Ken Kast recently identified a bug in XOM related to setting system properties. It turned out I wasn't allowed to do this in an applet due to security restrictions. It was easy enough reproduce the problem and work around it once the bug was noticed. However, once that was done, I ran into a wall. How do I test the fix? In particular, how do I test it in JUnit?

The problem is that the bug only surfaces when an AppletSecurityManager is installed. The obvious solution is to call System.setSecurityManager(new sun.applet.AppletSecurity()) and then run the test. The problem is that as soon as the security manager is installed, JUnit breaks. It turns out JUnit does some very hackish things behind the scenes with reflection that the security maanger doesn't allow, particularly involving reflection; and I can't uninstall the security manager fast enough to allow these to work normally. Has anyone figured out how to use JUnit to test security managed code? Suggestions are appreciated.

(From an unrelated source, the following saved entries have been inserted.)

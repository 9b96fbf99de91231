//! HTTP plumbing shared by the vendor adapters: endpoint resolution,
//! debug-instrumented send, body reading with tee, and request-body merging
//! of caller-supplied raw parameters.

use std::sync::Arc;

use anyhow::{Context, Result};
use reqwest::header::{HeaderMap, HeaderName, HeaderValue};
use serde_json::Value;
use tracing::debug;

use crate::debug::DebugSpan;
use crate::types::ProviderParam;

/// A configured vendor endpoint. Built by `init_llm`, cleared by
/// `deinit_llm`; cheap to clone so fetches can snapshot it under a read lock.
#[derive(Clone)]
pub(crate) struct EndpointClient {
    pub http: reqwest::Client,
    pub endpoint: String,
}

impl EndpointClient {
    /// Builds a client for `vendor_path` (e.g. `v1/messages`) under the
    /// provider origin. A caller-supplied path prefix that already ends with
    /// the vendor path is trimmed so the segment is not doubled. Default
    /// headers from the provider config are attached to every request.
    pub fn new(param: &ProviderParam, vendor_path: &str) -> Result<EndpointClient> {
        let endpoint = join_endpoint(&param.origin, &param.chat_completion_path_prefix, vendor_path);

        let mut headers = HeaderMap::new();
        for (k, v) in &param.default_headers {
            let name = HeaderName::from_bytes(k.trim().as_bytes())
                .with_context(|| format!("invalid default header name {k:?}"))?;
            let value = HeaderValue::from_str(v.trim())
                .with_context(|| format!("invalid default header value for {k:?}"))?;
            headers.insert(name, value);
        }

        let http = reqwest::Client::builder()
            .default_headers(headers)
            .build()
            .context("build http client")?;

        Ok(EndpointClient { http, endpoint })
    }
}

/// Joins origin + path prefix + vendor path, tolerating stray slashes and a
/// prefix that already names the vendor path.
pub(crate) fn join_endpoint(origin: &str, path_prefix: &str, vendor_path: &str) -> String {
    let base = origin.trim_end_matches('/');
    let mut prefix = path_prefix.trim().trim_end_matches('/');
    if let Some(stripped) = prefix.strip_suffix(vendor_path) {
        prefix = stripped.trim_end_matches('/');
    }
    let prefix = prefix.trim_start_matches('/');
    if prefix.is_empty() {
        format!("{base}/{vendor_path}")
    } else {
        format!("{base}/{prefix}/{vendor_path}")
    }
}

/// Executes a request with debug capture. Non-success statuses are turned
/// into errors after teeing the error body into the span.
pub(crate) async fn send_request(
    client: &reqwest::Client,
    request: reqwest::Request,
    span: Option<&Arc<DebugSpan>>,
) -> Result<reqwest::Response> {
    if let Some(span) = span {
        span.capture_request(&request);
    }

    let result = client.execute(request).await;
    let response = match result {
        Ok(resp) => resp,
        Err(e) => {
            if let Some(span) = span {
                span.record_transport_error(&e.to_string());
            }
            return Err(anyhow::anyhow!("http request failed: {e}"));
        }
    };

    if let Some(span) = span {
        span.capture_response(&response);
    }

    let status = response.status();
    if !status.is_success() {
        let body = read_body_with_debug(response, span).await.unwrap_or_default();
        let body_text = String::from_utf8_lossy(&body);
        let message = format!("api returned status {status}: {body_text}");
        if let Some(span) = span {
            span.record_transport_error(&message);
        }
        return Err(anyhow::anyhow!(message));
    }

    Ok(response)
}

/// Reads the full response body, mirroring every chunk into the debug span
/// and finalizing the captured copy once the stream ends.
pub(crate) async fn read_body_with_debug(
    mut response: reqwest::Response,
    span: Option<&Arc<DebugSpan>>,
) -> Result<Vec<u8>> {
    let mut out = Vec::new();
    loop {
        match response.chunk().await {
            Ok(Some(chunk)) => {
                if let Some(span) = span {
                    span.append_response_body(&chunk);
                }
                out.extend_from_slice(&chunk);
            }
            Ok(None) => break,
            Err(e) => {
                if let Some(span) = span {
                    span.finalize_response_body();
                }
                return Err(anyhow::anyhow!("read response body: {e}"));
            }
        }
    }
    if let Some(span) = span {
        span.finalize_response_body();
    }
    Ok(out)
}

/// Recursively merges `custom` over `base`: objects merge key-wise, anything
/// else is replaced by `custom`.
pub(crate) fn merge_json(mut base: Value, custom: Value) -> Value {
    match (&mut base, custom) {
        (Value::Object(base_map), Value::Object(custom_map)) => {
            for (key, custom_value) in custom_map {
                match base_map.remove(&key) {
                    Some(existing) => {
                        base_map.insert(key, merge_json(existing, custom_value));
                    }
                    None => {
                        base_map.insert(key, custom_value);
                    }
                }
            }
            base
        }
        (_, custom) => custom,
    }
}

/// Merges `additional_parameters_raw_json` over a request body when it is a
/// JSON object; anything else is ignored with a debug log.
pub(crate) fn apply_additional_parameters(body: Value, raw: Option<&str>) -> Value {
    let Some(raw) = raw else {
        return body;
    };
    let raw = raw.trim();
    if raw.is_empty() {
        return body;
    }
    match serde_json::from_str::<Value>(raw) {
        Ok(custom @ Value::Object(_)) => merge_json(body, custom),
        Ok(_) => {
            debug!("additional parameters are not a JSON object; ignoring");
            body
        }
        Err(e) => {
            debug!(error = %e, "additional parameters are not valid JSON; ignoring");
            body
        }
    }
}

Picture of a Cat, Tomcat logo

The Jakarta Apache Project has posted the first beta of Tomcat 5.0.26, an open source servlet container for the Apache web server and the official reference implementation of the Java Servlet API and Java Server Pages (JSP). Tomcat 5.0 implements version 2.4 of the Java Servlet API 2.4 and version 2.0 of Java Server Pages. 5.0.26 is a bug fix release.